Yesterday we saw yet another ridiculous display of our politicians using their few minutes on the mic, not to accomplish anything constructive, of course, but to try and appear tough and relevant and get their face on the news.
Senator Elizabeth Warren from Massachusetts used her two minutes during a senate hearing to lob insults at Fed Chairman Jerome Powell. Powell is the head of the Federal Reserve and the one who is ultimately responsible for keeping people employed and keeping inflation in check using interest rates and the money supply.
Warren: “So far, you’ve been lucky” that there hasn’t been a financial crisis like 2008.

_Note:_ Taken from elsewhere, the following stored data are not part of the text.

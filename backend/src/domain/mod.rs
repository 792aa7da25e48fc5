//! Domain primitives, policies and ports.
//!
//! Purpose: define the error taxonomy, the response envelope and the
//! invitation rules independently of HTTP and of any upstream API. Adapters
//! in `inbound` and `outbound` depend on this module, never the reverse.
//!
//! Public surface:
//! - AppError (alias to `error::AppError`): tagged application error.
//! - ApiResponse (alias to `envelope::ApiResponse`): success/error envelope.
//! - RequestId (alias to `request_id::RequestId`): log correlation id.
//! - EventSelectionService (alias to `invitation::EventSelectionService`):
//!   guest-invite filter.
//! - PostalCode / PostalCodeQuery: validated postal-code lookups.
//! - RsvpSubmission (alias to `rsvp::RsvpSubmission`): RSVP form payload.

pub mod envelope;
pub mod error;
pub mod error_builders;
pub mod error_logging;
pub mod error_messages;
pub mod invitation;
pub mod ports;
pub mod postal_code;
pub mod request_id;
pub mod rsvp;

pub use self::envelope::{
    ApiResponse, EnvelopeValidationError, create_error_response, create_success_response,
};
pub use self::error::{
    ApiError, AppError, ErrorContext, ErrorSeverity, ErrorType, FieldError, NetworkError,
    NetworkErrorKind,
};
pub use self::error_builders::{
    ApiErrorOptions, FieldErrorOptions, create_api_error, create_authentication_error,
    create_authorization_error, create_form_error, create_network_error, create_not_found_error,
    create_server_error, create_unknown_error, create_validation_error, error_severity_for_status,
    is_retryable_error,
};
pub use self::error_logging::{ErrorLogger, RuntimeEnvironment, UnknownEnvironment};
pub use self::invitation::{
    EventDefinition, EventSelection, EventSelectionService, FallbackReason, GuestInvitation,
    GuestInvites, GuestRecord, InviteFilter, InviteType,
};
pub use self::postal_code::{
    InvalidPostalCode, PostalCode, PostalCodeAddress, PostalCodeLookup, PostalCodeQuery,
    normalize_postal_code, validate_postal_code,
};
pub use self::request_id::{RequestId, RequestIdValidationError};
pub use self::rsvp::{Attendance, RsvpSubmission};

/// Convenient result alias for fallible domain operations.
///
/// # Examples
/// ```
/// use invitation::domain::{ApiResult, create_not_found_error};
///
/// fn lookup() -> ApiResult<String> {
///     Err(create_not_found_error("guest missing"))
/// }
/// assert!(lookup().is_err());
/// ```
pub type ApiResult<T> = Result<T, AppError>;
//! Event blocks for an invitation page.
//!
//! ```text
//! GET /api/events?invitationId=guest-a&draftKey=...
//! ```
//!
//! Always answers 200: a guest that cannot be resolved sees the default
//! programme.

use actix_web::{HttpResponse, get, web};
use serde::{Deserialize, Serialize};
use utoipa::{IntoParams, ToSchema};

use crate::domain::EventDefinition;
use crate::inbound::http::cache_control::private_no_store_header;
use crate::inbound::http::schemas::EventDefinitionSchema;
use crate::inbound::http::state::HttpState;

/// Query string of `GET /api/events`.
#[derive(Debug, Default, Deserialize, IntoParams)]
#[serde(rename_all = "camelCase")]
#[into_params(parameter_in = Query)]
pub struct EventsParams {
    /// CMS content id of the guest.
    pub invitation_id: Option<String>,
    /// microCMS preview key.
    pub draft_key: Option<String>,
}

/// Response payload of `GET /api/events`.
#[derive(Debug, Serialize, ToSchema)]
#[serde(rename_all = "camelCase")]
pub struct EventsResponse {
    /// Events to render, in programme order.
    #[schema(value_type = Vec<EventDefinitionSchema>)]
    pub events: Vec<&'static EventDefinition>,
    /// Guest name, when the invitation resolved to a guest.
    #[serde(skip_serializing_if = "Option::is_none")]
    pub guest_name: Option<String>,
}

/// Select the events shown for an invitation.
#[utoipa::path(
    get,
    path = "/api/events",
    params(EventsParams),
    responses(
        (
            status = 200,
            description = "Events for the guest, or the default programme",
            headers(("Cache-Control" = String, description = "Cache control header")),
            body = EventsResponse
        )
    ),
    tags = ["invitations"],
    operation_id = "listEvents"
)]
#[get("/events")]
pub async fn list_events(
    state: web::Data<HttpState>,
    params: web::Query<EventsParams>,
) -> HttpResponse {
    let selection = state
        .events
        .select(params.invitation_id.as_deref(), params.draft_key.as_deref())
        .await;
    HttpResponse::Ok()
        .insert_header(private_no_store_header())
        .json(EventsResponse {
            events: selection.events,
            guest_name: selection.guest.map(|guest| guest.name),
        })
}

“Your record gives me grave concern.”
“You are a dangerous man to head the Federal Reserve.”
Her accusation was that he, as a Republican, is favoring big banks and corporations and not looking out for the health of the economy.
Jerome “DANGER” Powell didn’t seem too bothered, or really even offer much of a defense. I assume because he just got us through an unprecedented and difficult time in our nation’s economy… and his work seems to be speaking for itself.
Jay Powell is no stranger to insults. He took the brunt of many of President Trump’s tweets. Marketwatch says, “All but one of Trump’s 14 tweets about the man he picked to lead the Fed were critical. Powell is a “bonehead,” “a terrible communicator” possessing a “horrendous lack of vision,” among other Trump characterizations.”
My favorite one was when Trump implied that Powell was equivalent to the Chinese…
Trump: “My only question is, who is our bigger enemy, Jay Powell or Chairman Xi?”
I don’t know about you all, but something tells me when both sides are using someone as a punching bag for not being political enough, they must be doing something right.
The work that Jay Powell and the Federal Reserve have done to get us through the last 18 months must now change. We can no longer keep interest rates as low as they are and expect inflation will not be a concern going forward.
Powell’s job is now to gradually reduce the economy’s reliance on low rates without spooking financial markets and slowing the economy down too fast.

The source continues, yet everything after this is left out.